Figure 6.

(A) α₂M capture assay shows that the anti-ST3 antibody blocks ST3 function. Anti-ST3 antibody inhibited the formation of ST3–α₂M complex. In vitro–synthesized, ³⁵S-labeled ST3 catalytic domain was incubated with α₂M (1 μg in 10 μl reaction) in the absence (lanes 1 and 2) or presence of anti-ST3 antiserum (lanes 3–6) or preimmune serum (lanes 7–10). The resulting mixture was electrophoresed on a native polyacrylamide gel. The gel was stained with Coomassie blue (bottom) and then dried and autoradiographed (top). The serum concentrations were 0.5% for lanes 3 and 7, 1% for lanes 4 and 8, and 2% for lanes 5, 6, 9, and 10. Lane 11 had 3.7 μg α₂M to facilitate its identification by Coomassie blue staining. The arrowhead and arrow indicate the position of α₂M and α₂M–ST3 complex, respectively. (α₂M and α₂M–ST3 complex migrated at the same position. This is because α₂M is 725 kD whereas ST3 catalytic domain is only ∼20 kD. The small size difference between α₂M and α₂M–ST3 complex could not be resolved on this gel.) The faster migrating band in lanes 3–6 is the antibody–ST3 complex.

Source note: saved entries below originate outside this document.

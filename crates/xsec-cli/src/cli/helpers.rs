use super::CliError;
use anyhow::Context;
use std::fs;
use std::path::{Path, PathBuf};
use tracing::debug;
use xsec_core::common::MaterialParameters;
use xsec_core::domain::{ChannelSet, FluorescenceChannel, Spectrum, XsecError};
use xsec_core::modules::serialization::{format_scientific, render_columns, write_columns};

pub(super) const DEFAULT_SKIP_HEADER: usize = 2;

pub(super) fn load_material(path: &Path) -> Result<MaterialParameters, CliError> {
    let source = fs::read_to_string(path).map_err(|source| {
        CliError::Compute(XsecError::load(
            "LOAD.MATERIAL_READ",
            format!("failed to read material record '{}': {}", path.display(), source),
        ))
    })?;
    MaterialParameters::from_json_str(&source).map_err(CliError::Compute)
}

/// Reads a two-column curve (wavelength in nm, value) sorted by wavelength.
pub(super) fn load_curve(path: &Path, skip_header: usize) -> Result<Spectrum, CliError> {
    let source = fs::read_to_string(path).map_err(|source| {
        CliError::Compute(XsecError::load(
            "LOAD.CURVE_READ",
            format!("failed to read curve '{}': {}", path.display(), source),
        ))
    })?;
    let mut pairs = parse_two_columns(&source, skip_header)
        .with_context(|| format!("failed to parse curve '{}'", path.display()))
        .map_err(|error| {
            CliError::Compute(XsecError::load("LOAD.CURVE_PARSE", format!("{error:#}")))
        })?;
    if pairs.is_empty() {
        return Err(CliError::Compute(XsecError::load(
            "LOAD.CURVE_EMPTY",
            format!("curve '{}' contains no samples", path.display()),
        )));
    }

    pairs.sort_by(|left, right| left.0.total_cmp(&right.0));
    debug!(path = %path.display(), samples = pairs.len(), "loaded curve");
    Spectrum::from_pairs(&pairs).map_err(|error| {
        CliError::Compute(XsecError::load(
            "LOAD.INVALID_SPECTRUM",
            format!("curve '{}': {}", path.display(), error),
        ))
    })
}

pub(super) fn load_channel(
    label: &str,
    paths: &[PathBuf],
    skip_header: usize,
) -> Result<ChannelSet, CliError> {
    let segments = paths
        .iter()
        .map(|path| load_curve(path, skip_header))
        .collect::<Result<Vec<_>, _>>()?;
    ChannelSet::new(label, segments).map_err(CliError::Compute)
}

pub(super) fn load_fluorescence(
    single: &[PathBuf],
    low: &[PathBuf],
    high: &[PathBuf],
    skip_header: usize,
) -> Result<FluorescenceChannel, CliError> {
    if !single.is_empty() {
        return Ok(FluorescenceChannel::Single(load_channel(
            "fluorescence",
            single,
            skip_header,
        )?));
    }
    if low.is_empty() || high.is_empty() {
        return Err(CliError::Usage(
            "fluorescence input requires --fluorescence or both --low and --high".to_string(),
        ));
    }
    Ok(FluorescenceChannel::TemperaturePair {
        low: load_channel("fluorescence_low", low, skip_header)?,
        high: load_channel("fluorescence_high", high, skip_header)?,
    })
}

/// Writes the table to `output`, or prints it when no path is given.
///
/// Returns the path written to.
pub(super) fn emit_table<'a>(
    output: Option<&'a Path>,
    curves: &[(&str, &Spectrum)],
) -> Result<Option<&'a Path>, CliError> {
    let Some(path) = output else {
        print!("{}", render_columns(curves));
        return Ok(None);
    };
    if let Some(parent) = path.parent().filter(|parent| !parent.as_os_str().is_empty()) {
        fs::create_dir_all(parent)
            .with_context(|| format!("failed to create output directory '{}'", parent.display()))?;
    }
    write_columns(path, curves).map_err(CliError::Compute)?;
    debug!(path = %path.display(), curves = curves.len(), "exported curve table");
    Ok(Some(path))
}

pub(super) fn describe_peak(label: &str, curve: &Spectrum) -> String {
    match curve.peak() {
        Some((wavelength, value)) => format!(
            "{} peak {} cm^2 at {:.2} nm",
            label,
            format_scientific(value),
            wavelength
        ),
        None => format!("{} empty", label),
    }
}

fn parse_two_columns(source: &str, skip_header: usize) -> anyhow::Result<Vec<(f64, f64)>> {
    let mut pairs = Vec::new();
    for (index, line) in source.lines().enumerate().skip(skip_header) {
        let line_number = index + 1;
        let mut fields = line
            .split(|c: char| c == ',' || c == ';' || c.is_whitespace())
            .filter(|field| !field.is_empty());
        let Some(first) = fields.next() else {
            continue;
        };
        let second = fields
            .next()
            .with_context(|| format!("line {} has a single column", line_number))?;
        let wavelength = first
            .parse::<f64>()
            .with_context(|| format!("line {}: invalid wavelength '{}'", line_number, first))?;
        let value = second
            .parse::<f64>()
            .with_context(|| format!("line {}: invalid value '{}'", line_number, second))?;
        pairs.push((wavelength, value));
    }
    Ok(pairs)
}
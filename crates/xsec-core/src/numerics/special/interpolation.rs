#[derive(Debug, Clone, Copy, PartialEq)]
pub struct LinearInterpolationInput<'a> {
    pub grid: &'a [f64],
    pub values: &'a [f64],
}

impl<'a> LinearInterpolationInput<'a> {
    pub fn new(grid: &'a [f64], values: &'a [f64]) -> Self {
        Self { grid, values }
    }
}

/// What to return for queries outside the sampled grid.
#[derive(Debug, Clone, Copy, PartialEq)]
pub enum OutOfRange {
    /// Hold the first/last sample value.
    Clamp,
    /// Return a fixed value.
    Fill(f64),
}

#[derive(Debug, Clone, PartialEq, thiserror::Error)]
pub enum InterpolationError {
    #[error("interpolation requires at least 1 grid point")]
    EmptyGrid,
    #[error("interpolation input length mismatch: grid={grid}, values={values}")]
    LengthMismatch { grid: usize, values: usize },
    #[error("interpolation query must be finite, got {value}")]
    NonFiniteQuery { value: f64 },
}

/// Piecewise-linear interpolation of `queries` on an increasing grid.
pub fn resample_linear(
    input: LinearInterpolationInput<'_>,
    queries: &[f64],
    out_of_range: OutOfRange,
) -> Result<Vec<f64>, InterpolationError> {
    validate_input(input)?;
    queries
        .iter()
        .map(|query| evaluate(input, *query, out_of_range))
        .collect()
}

fn evaluate(
    input: LinearInterpolationInput<'_>,
    query: f64,
    out_of_range: OutOfRange,
) -> Result<f64, InterpolationError> {
    if !query.is_finite() {
        return Err(InterpolationError::NonFiniteQuery { value: query });
    }

    let grid = input.grid;
    let values = input.values;
    let last = grid.len() - 1;

    if query < grid[0] || query > grid[last] {
        return Ok(match out_of_range {
            OutOfRange::Clamp if query < grid[0] => values[0],
            OutOfRange::Clamp => values[last],
            OutOfRange::Fill(fill) => fill,
        });
    }

    match grid.binary_search_by(|node| node.total_cmp(&query)) {
        Ok(index) => Ok(values[index]),
        Err(upper) => {
            let lower = upper - 1;
            let x0 = grid[lower];
            let x1 = grid[upper];
            let fraction = (query - x0) / (x1 - x0);
            Ok(values[lower] + (values[upper] - values[lower]) * fraction)
        }
    }
}

fn validate_input(input: LinearInterpolationInput<'_>) -> Result<(), InterpolationError> {
    if input.grid.is_empty() {
        return Err(InterpolationError::EmptyGrid);
    }
    if input.grid.len() != input.values.len() {
        return Err(InterpolationError::LengthMismatch {
            grid: input.grid.len(),
            values: input.values.len(),
        });
    }

    Ok(())
}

The band migrating above the α₂M–ST3 complex is likely due to the nonspecific binding of ST3 by a protein in the in vitro translation extract, as it was also present in the absence of any α₂M (lane 1) and a protein at this position was also detectable by Coomassie blue staining in all lanes, except lane 11, which had only α₂M. Unlike α₂M–ST3, this band was not inhibited by the antibody. Its apparent increase in lanes 3–6 was due to the increased background smear caused by the anti-ST3 antibody. (B) Anti-ST3 antibody prevents cleavage of α1-antitrypsin by ST3. Purified ST3 catalytic domain was incubated with α1-antitrypsin in vitro in the presence of increasing concentrations (1, 2.5, 5, and 10%) of anti-ST3 or preimmune serum. The full-length and large fragment of α1-antitrypsin generated by ST3 cleavage were detected by Western blot analysis of the reaction product. Note that as little as 1% of the antiserum inhibited all of the cleavage of α1-trypsin by ST3 (lane 3) and most of the binding of ST3 to α₂M (A, lane 4). The arrow and arrowhead indicate the position of the ST3-generated large fragment and full-length α1-antitrypsin, respectively.